Jonathan C Slaght,
Wildlife Conservation Society
Workshop Summary: Twenty-one avian specialists from Russia and the United States met from October 9-11, 2017 at the Wildlife Conservation Society’s Sikhote-Alin Research Center in Ternei, Primorskii Krai, Russia. The purpose of this meeting was to share ideas, practice advanced avian tracking and data analysis skills, and to identify pressing trans-border conservation needs that can be addressed via collaborative action across the East Asian-Australasian Flyway.
Workshop participants were experts who conduct research across the region, including the Russian Provinces of Chukotka, Kamchatka, Sakhalin, Yakutia, Khabarovskii Krai, and Primorskii Krai, as well as the U.S. state of Alaska. Participants hailed from three institutions of the Russian Academy of Sciences, the Far Eastern Federal University, Moscow State University, one federal-level protected area, the Wildlife Conservation Society (WCS) Russia and WCS Arctic Beringia Programs, and the United States Fish and Wildlife Service (USFWS).

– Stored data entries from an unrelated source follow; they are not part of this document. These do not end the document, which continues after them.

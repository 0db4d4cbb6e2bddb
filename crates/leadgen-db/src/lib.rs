use leadgen_core::AppConfig;
use sqlx::{postgres::PgPoolOptions, PgPool};
use std::time::Duration;
use thiserror::Error;

const DEFAULT_MAX_CONNECTIONS: u32 = 10;
const DEFAULT_MIN_CONNECTIONS: u32 = 1;
const DEFAULT_ACQUIRE_TIMEOUT_SECS: u64 = 10;

// Path relative to crates/leadgen-db/Cargo.toml; resolves to <workspace-root>/migrations/
static MIGRATOR: sqlx::migrate::Migrator = sqlx::migrate!("../../migrations");

#[derive(Debug, Clone, Copy)]
pub struct PoolConfig {
    pub max_connections: u32,
    pub min_connections: u32,
    pub acquire_timeout_secs: u64,
}

impl Default for PoolConfig {
    fn default() -> Self {
        Self {
            max_connections: DEFAULT_MAX_CONNECTIONS,
            min_connections: DEFAULT_MIN_CONNECTIONS,
            acquire_timeout_secs: DEFAULT_ACQUIRE_TIMEOUT_SECS,
        }
    }
}

impl PoolConfig {
    #[must_use]
    pub fn from_app_config(config: &AppConfig) -> Self {
        Self {
            max_connections: config.db_max_connections,
            min_connections: config.db_min_connections,
            acquire_timeout_secs: config.db_acquire_timeout_secs,
        }
    }
}

#[derive(Debug, Error)]
pub enum DbError {
    #[error("DATABASE_URL is not set")]
    MissingDatabaseUrl,
    #[error("record not found")]
    NotFound,
    #[error(transparent)]
    Sqlx(#[from] sqlx::Error),
    #[error(transparent)]
    Migration(#[from] sqlx::migrate::MigrateError),
}

/// Connect to a Postgres pool using explicit URL and config.
///
/// # Errors
///
/// Returns [`sqlx::Error`] if the connection cannot be established.
pub async fn connect_pool(database_url: &str, config: PoolConfig) -> Result<PgPool, sqlx::Error> {
    PgPoolOptions::new()
        .max_connections(config.max_connections)
        .min_connections(config.min_connections)
        .acquire_timeout(Duration::from_secs(config.acquire_timeout_secs))
        .connect(database_url)
        .await
}

/// Connect using the URL and pool settings carried by `config`.
///
/// # Errors
///
/// Returns [`DbError::MissingDatabaseUrl`] if no database URL is configured,
/// or [`DbError::Sqlx`] if the connection cannot be established.
pub async fn connect_from_app_config(config: &AppConfig) -> Result<PgPool, DbError> {
    let database_url = config
        .database_url
        .as_deref()
        .ok_or(DbError::MissingDatabaseUrl)?;
    connect_pool(database_url, PoolConfig::from_app_config(config))
        .await
        .map_err(DbError::from)
}

/// Run all pending migrations against the pool.
///
/// Returns the number of migrations that were applied.
///
/// # Errors
///
/// Returns [`sqlx::migrate::MigrateError`] if any migration fails.
pub async fn run_migrations(pool: &PgPool) -> Result<usize, sqlx::migrate::MigrateError> {
    // _sqlx_migrations does not exist on a fresh database; count that as zero.
    let applied_before = applied_migrations(pool).await;

    MIGRATOR.run(pool).await?;

    let applied_after = applied_migrations(pool).await;
    let delta = (applied_after - applied_before).max(0);
    Ok(usize::try_from(delta).unwrap_or(0))
}

async fn applied_migrations(pool: &PgPool) -> i64 {
    sqlx::query_scalar::<_, i64>("SELECT COUNT(*) FROM _sqlx_migrations WHERE success = true")
        .fetch_one(pool)
        .await
        .unwrap_or(0)
}

/// Send a `SELECT 1` to verify the pool has a live connection.
///
/// # Errors
///
/// Returns [`sqlx::Error`] if the query fails.
pub async fn ping(pool: &PgPool) -> Result<(), sqlx::Error> {
    sqlx::query_scalar::<_, i32>("SELECT 1")
        .fetch_one(pool)
        .await?;
    Ok(())
}


pub mod leads;

pub use leads::{
    insert_leads, list_leads, record_website_audit, LeadFilter, LeadRow, NewLead,
    DEFAULT_LIST_LIMIT,
};
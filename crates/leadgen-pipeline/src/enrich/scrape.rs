//! Homepage fetch and email extraction.

use std::sync::LazyLock;
use std::time::Duration;

use async_trait::async_trait;
use regex::Regex;
use reqwest::{Client, Url};

use super::email::EMAIL_RE;
use crate::error::ScrapeError;

static MAILTO_RE: LazyLock<Regex> = LazyLock::new(|| {
    Regex::new(r#"(?i)<a\b[^>]*\bhref\s*=\s*["']?\s*mailto:([^"'>\s]+)"#)
        .expect("valid mailto regex")
});
static BODY_RE: LazyLock<Regex> =
    LazyLock::new(|| Regex::new(r"(?is)<body\b[^>]*>(.*)</body\s*>").expect("valid body regex"));
static NON_TEXT_RE: LazyLock<Regex> = LazyLock::new(|| {
    Regex::new(concat!(
        r"(?is)<(script|style|noscript|template)\b[^>]*>",
        r".*?</(script|style|noscript|template)\s*>",
    ))
    .expect("valid non-text regex")
});
static TAG_RE: LazyLock<Regex> =
    LazyLock::new(|| Regex::new(r"(?s)<[^>]*>").expect("valid tag regex"));

const PREFERRED_PREFIXES: &[&str] = &["info@", "contact@", "support@"];

/// Fetches a page's HTML. Implemented over HTTP in production and by
/// in-memory fakes in tests.
#[async_trait]
pub trait PageFetcher: Send + Sync {
    async fn fetch_html(&self, url: &str) -> Result<String, ScrapeError>;
}

pub struct HttpPageFetcher {
    client: Client,
}

impl HttpPageFetcher {
    /// # Errors
    ///
    /// Returns [`ScrapeError::Http`] if the `reqwest::Client` cannot be built.
    pub fn new(timeout: Duration, user_agent: &str) -> Result<Self, ScrapeError> {
        let client = Client::builder()
            .timeout(timeout)
            .connect_timeout(Duration::from_secs(5))
            .user_agent(user_agent)
            .build()?;
        Ok(Self { client })
    }
}

#[async_trait]
impl PageFetcher for HttpPageFetcher {
    async fn fetch_html(&self, url: &str) -> Result<String, ScrapeError> {
        let parsed = Url::parse(url).map_err(|_| ScrapeError::InvalidUrl(url.to_string()))?;
        if !matches!(parsed.scheme(), "http" | "https") {
            return Err(ScrapeError::InvalidUrl(url.to_string()));
        }

        let response = self
            .client
            .get(parsed)
            .header(reqwest::header::ACCEPT, "text/html,application/xhtml+xml")
            .send()
            .await?;
        let status = response.status();
        if !status.is_success() {
            return Err(ScrapeError::Status {
                status: status.as_u16(),
                url: url.to_string(),
            });
        }
        Ok(response.text().await?)
    }
}

/// The first `mailto:` link anywhere in the document, else an email in the
/// body's visible text. Among text matches, `info@`, `contact@`, and
/// `support@` addresses win over the first match.
#[must_use]
pub fn extract_email_from_html(html: &str) -> Option<String> {
    if let Some(email) = first_mailto(html) {
        return Some(email);
    }

    let text = visible_text(html);
    let candidates: Vec<&str> = EMAIL_RE.find_iter(&text).map(|m| m.as_str()).collect();
    let preferred = candidates.iter().find(|email| {
        let lowered = email.to_ascii_lowercase();
        PREFERRED_PREFIXES.iter().any(|p| lowered.starts_with(p))
    });
    preferred
        .or_else(|| candidates.first())
        .map(|email| (*email).to_string())
}

fn first_mailto(html: &str) -> Option<String> {
    MAILTO_RE.captures_iter(html).find_map(|caps| {
        let target = caps.get(1)?.as_str();
        let address = target.split('?').next().unwrap_or(target);
        let address = address.replace("%40", "@");
        EMAIL_RE.find(&address).map(|m| m.as_str().to_string())
    })
}

fn visible_text(html: &str) -> String {
    let body = BODY_RE
        .captures(html)
        .and_then(|caps| caps.get(1))
        .map_or(html, |m| m.as_str());
    let without_code = NON_TEXT_RE.replace_all(body, " ");
    let text = TAG_RE.replace_all(&without_code, " ");
    text.replace("&#64;", "@")
        .replace("&commat;", "@")
        .replace("&nbsp;", " ")
        .replace("&amp;", "&")
}

#[cfg(test)]
mod tests {
    use super::*;

    #[test]
    fn mailto_link_wins_over_text() {
        let html = r#"<html><body>
            <p>Write to info@acme.example</p>
            <a class="btn" href="mailto:owner@acme.example?subject=Hi">Email us</a>
        </body></html>"#;
        assert_eq!(extract_email_from_html(html).as_deref(), Some("owner@acme.example"));
    }

    #[test]
    fn text_prefers_info_contact_support() {
        let html = "<body><p>jane.doe@acme.example</p><p>Support: support@acme.example</p></body>";
        assert_eq!(extract_email_from_html(html).as_deref(), Some("support@acme.example"));
    }

    #[test]
    fn text_falls_back_to_first_match() {
        let html = "<body><footer>jane@acme.example | bob@acme.example</footer></body>";
        assert_eq!(extract_email_from_html(html).as_deref(), Some("jane@acme.example"));
    }

    #[test]
    fn scripts_and_head_are_ignored() {
        let html = r#"<html><head><meta name="author" content="dev@agency.example"></head>
            <body><script>var e = "tracker@ads.example";</script>
            <p>No email here.</p></body></html>"#;
        assert_eq!(extract_email_from_html(html), None);
    }

    #[test]
    fn encoded_at_sign_in_text_is_decoded() {
        let html = "<body>hello&#64;bakery.example</body>";
        assert_eq!(extract_email_from_html(html).as_deref(), Some("hello@bakery.example"));
    }

    #[test]
    fn tags_split_adjacent_words() {
        let html = "<body><span>call</span><span>info@acme.example</span></body>";
        assert_eq!(extract_email_from_html(html).as_deref(), Some("info@acme.example"));
    }

    #[test]
    fn nothing_scrapeable_is_none() {
        assert_eq!(extract_email_from_html("<html><body><h1>Acme</h1></body></html>"), None);
    }
}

We discussed several international initiatives (i.e., East Asian-Australasian Flyway Partnership, Arctic Council’s Arctic Migratory Birds Initiative) that seek to elevate conservation action from the country level to the international flyway level, and solicited thoughts for future collaborations that adhere to these frameworks. Several ideas for multilateral projects were proposed in the lively discussion that followed, including a study of Nordmann’s greenshank, a practically unstudied species and the second-most endangered shorebird of the East Asian-Australasian Flyway (after the Spoon-billed sandpiper).
The timing of this workshop overlapped with the peak autumn migration of Dunlin, the shorebird that has been the focus of a scientific collaboration between a number of the Russian scientists present, WCS Arctic Beringia, and USFWS (through support from the Trust for Mutual Understanding). Consequently, the third and final day of the workshop focused on Dunlin captures, as demonstrated by Aleksandr Matsyna (Dront EcoCenter) and Konstantin Maslovskii (Institute of Biology and Soil Science, Russian Academy of Sciences). Rick Lanctot (USFWS) and Rebecca Bentzen (WCS Arctic Beringia) then demonstrated the nuances of shorebird-specific transmitter attachments, with participants able to practice first on stuffed animals and then on live Dunlin before the (non-functional) transmitters were removed and the Dunlin released to continue their journey south.
Workshop Outcomes: This intensive, three day workshop facilitated goodwill among nearly two dozen Russian and American scientists working on both sides of the Bering Strait. Significantly, this workshop resulted in the identification of true conservation needs that allow all parties (i.e., Russian and American researchers) to contribute their strengths to further conservation of migratory shorebirds at the international level.